Stephen joined the comics industry on 20 th August 1990, working alongside Mark Simpson for a retail chain which had a concession in Nottingham’s Virgin Megastore.

For four years they figured out what was wrong with the British comicbook industry –suffocated by being complicity in thrall to American superhero corporations – then set about putting it right.

On 17 th October 1994 they opened Page 45 in Nottingham, originally championing independent British comics by the likes of Nabiel Kanan, Andi Watson, Posy Simmonds, Eddie Campbell, Bryan Talbot, Jeremy Dennis, Tom Gauld, Simone Lia and Gary Spencer Millidge, and spotlighting graphic novels full of fiercely thought-out and individualistic autobiography, history, travel, crime, comedy, science-fiction, fantasy, horror, socio-politics and contemporary, everyday fiction.

Page 45 won Nottingham’s Best Independent Business / Retailer for two successive years in 2012 and 2013, the only ever Diamond Comics Award for Best British Retailer in 2004; and in 2005 Neil Gaiman declared Page 45 “the best graphic novel shop I have ever been to”.

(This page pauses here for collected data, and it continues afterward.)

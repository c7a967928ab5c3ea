//! NNTP client implementation
//!
//! One [`NntpClient`] exclusively owns one TCP (or TLS) connection. NNTP
//! requires strict request/response alternation over that connection, which
//! Rust expresses directly: every command takes `&mut self`, and a response
//! body borrows the client until it is dropped, so only one exchange can be
//! in flight. Callers needing concurrent access wrap the client in their
//! own mutex or request queue.

mod articles;
mod auth;
mod connection;
mod group_ops;
mod io;
mod listing;
mod metadata;
mod posting;
mod server;

use tracing::debug;

use crate::config::ConnectOptions;
use crate::reader::LineReader;
use crate::response::{codes, NntpResponse};

/// Async NNTP client (RFC 3977 + RFC 4643)
///
/// # Example
///
/// ```no_run
/// use nntp_client::{ConnectOptions, NntpClient};
///
/// # async fn example() -> Result<(), Box<dyn std::error::Error>> {
/// let options = ConnectOptions::tls("news.example.com");
/// let mut client = NntpClient::connect(options).await?;
/// client.authinfo("user", Some("pass")).await?;
///
/// let response = client.group("misc.test").await?;
/// println!("{} {}", response.status, response.status_text);
/// # Ok(())
/// # }
/// ```
#[must_use]
pub struct NntpClient {
    /// Buffered reader over the connection; writes go through its stream
    pub(crate) reader: LineReader,
    /// True only after a 281 response to an AUTHINFO exchange
    pub(crate) authenticated: bool,
    /// A multi-line body is still owed on the wire
    pub(crate) body_pending: bool,
    /// Connection closed or poisoned; no further commands accepted
    pub(crate) closed: bool,
    options: ConnectOptions,
    greeting_status: u16,
    greeting_text: String,
    current_group: Option<String>,
}

impl NntpClient {
    /// The server greeting read at connect time
    ///
    /// Status 200 means posting is allowed, 201 read-only; 400 and 502 mean
    /// the server refused service (returned as data, not an error).
    pub fn greeting(&self) -> NntpResponse<'static> {
        NntpResponse::single_line(self.greeting_status, self.greeting_text.clone())
    }

    /// Whether the greeting advertised posting permission (status 200)
    pub fn posting_allowed(&self) -> bool {
        self.greeting_status == codes::READY_POSTING_ALLOWED
    }

    /// Check if the client is currently authenticated
    pub fn is_authenticated(&self) -> bool {
        self.authenticated
    }

    /// Whether the connection has been closed or poisoned
    pub fn is_closed(&self) -> bool {
        self.closed
    }

    /// The newsgroup selected by the last successful GROUP command, if any
    ///
    /// The selected group is server-side state; this mirrors it for
    /// convenience only.
    pub fn current_group(&self) -> Option<&str> {
        self.current_group.as_deref()
    }

    /// The options this client was connected with
    pub fn options(&self) -> &ConnectOptions {
        &self.options
    }

    #[cfg(test)]
    pub(crate) fn test_with_stream(stream: Box<dyn crate::reader::NntpIo>) -> Self {
        Self {
            reader: LineReader::new(stream),
            authenticated: false,
            body_pending: false,
            closed: false,
            options: ConnectOptions::plain("test.invalid"),
            greeting_status: codes::READY_POSTING_ALLOWED,
            greeting_text: "test server ready".to_string(),
            current_group: None,
        }
    }
}

impl Drop for NntpClient {
    fn drop(&mut self) {
        debug!("NntpClient dropped");
    }
}
//! Listing commands: LIST and its keywords, NEWGROUPS, NEWNEWS

use chrono::{NaiveDate, NaiveTime};

use super::NntpClient;
use crate::commands::Command;
use crate::error::Result;
use crate::response::NntpResponse;

fn date_args(date: NaiveDate, time: NaiveTime, gmt: bool) -> [String; 3] {
    [
        date.format("%Y%m%d").to_string(),
        time.format("%H%M%S").to_string(),
        if gmt { "GMT".to_string() } else { String::new() },
    ]
}

impl NntpClient {
    /// Bare LIST: the server's default listing, usually LIST ACTIVE
    /// (RFC 3977 §7.6.1); 215 with one "group high low status" line each,
    /// parsed by [`parse_active_line`](crate::commands::parse_active_line)
    pub async fn list(&mut self) -> Result<NntpResponse<'_>> {
        self.command(Command::List, &[]).await
    }

    /// LIST ACTIVE with an optional wildmat (RFC 3977 §7.6.3)
    pub async fn list_active(&mut self, wildmat: Option<&str>) -> Result<NntpResponse<'_>> {
        let args: Vec<&str> = std::iter::once("ACTIVE").chain(wildmat).collect();
        self.command(Command::List, &args).await
    }

    /// LIST ACTIVE.TIMES: group creation times (RFC 3977 §7.6.4)
    pub async fn list_active_times(&mut self) -> Result<NntpResponse<'_>> {
        self.command(Command::List, &["ACTIVE.TIMES"]).await
    }

    /// LIST NEWSGROUPS with an optional wildmat (RFC 3977 §7.6.6); one
    /// "group description" line each, parsed by
    /// [`parse_newsgroups_line`](crate::commands::parse_newsgroups_line)
    pub async fn list_newsgroups(&mut self, wildmat: Option<&str>) -> Result<NntpResponse<'_>> {
        let args: Vec<&str> = std::iter::once("NEWSGROUPS").chain(wildmat).collect();
        self.command(Command::List, &args).await
    }

    /// LIST OVERVIEW.FMT: the field order of OVER output (RFC 3977 §8.4)
    pub async fn list_overview_fmt(&mut self) -> Result<NntpResponse<'_>> {
        self.command(Command::List, &["OVERVIEW.FMT"]).await
    }

    /// Newsgroups created since the given date and time (RFC 3977 §7.3)
    ///
    /// Sends `NEWGROUPS yyyymmdd hhmmss [GMT]`; the literal `GMT` token is
    /// appended when `gmt` is set. 231 carries LIST ACTIVE-style lines.
    pub async fn newgroups(
        &mut self,
        date: NaiveDate,
        time: NaiveTime,
        gmt: bool,
    ) -> Result<NntpResponse<'_>> {
        let args = date_args(date, time, gmt);
        let args: Vec<&str> = args.iter().map(String::as_str).collect();
        self.command(Command::Newgroups, &args).await
    }

    /// Message-ids of articles posted since the given date and time in
    /// groups matching `wildmat` (RFC 3977 §7.4); 230 with one id per line
    pub async fn newnews(
        &mut self,
        wildmat: &str,
        date: NaiveDate,
        time: NaiveTime,
        gmt: bool,
    ) -> Result<NntpResponse<'_>> {
        let when = date_args(date, time, gmt);
        let mut args: Vec<&str> = vec![wildmat];
        args.extend(when.iter().map(String::as_str));
        self.command(Command::Newnews, &args).await
    }
}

Stephen has taught comics as an inspirational medium in full-day five-lesson sessions at the likes of Abraham Moss Community School in North Manchester, to groups of librarians all round the country, at The Lakes International Comic Arts Festival (often) and The Prague Comics Festival in 2022.

After being asked to stay on as Comics Laureate for an extended period, Stephen is currently working on his follow-up to The Comics Laureate Recommended Reading List, which will be the massive, more data-driven Comics Laureate Recommended Graphic Novels for School Library Services.

Stephen’s favourite prose books are ‘Sapiens’ and ’21 Lessons For The 21 st Century’ both by Yuval Noah Harari.

“Essentially who we are and how we came to be. Context, as ever, is everything.”

His other all-time heroes are Rosa Parks and Congressman John Lewis for whose MARCH graphic novel trilogy he wrote three extensive and impassioned reviews.

Oh, and David Attenborough, obviously.

Stephen L. Holland a Patron of the Lakes International Comic Art Festival and Refuge In Literacy UK.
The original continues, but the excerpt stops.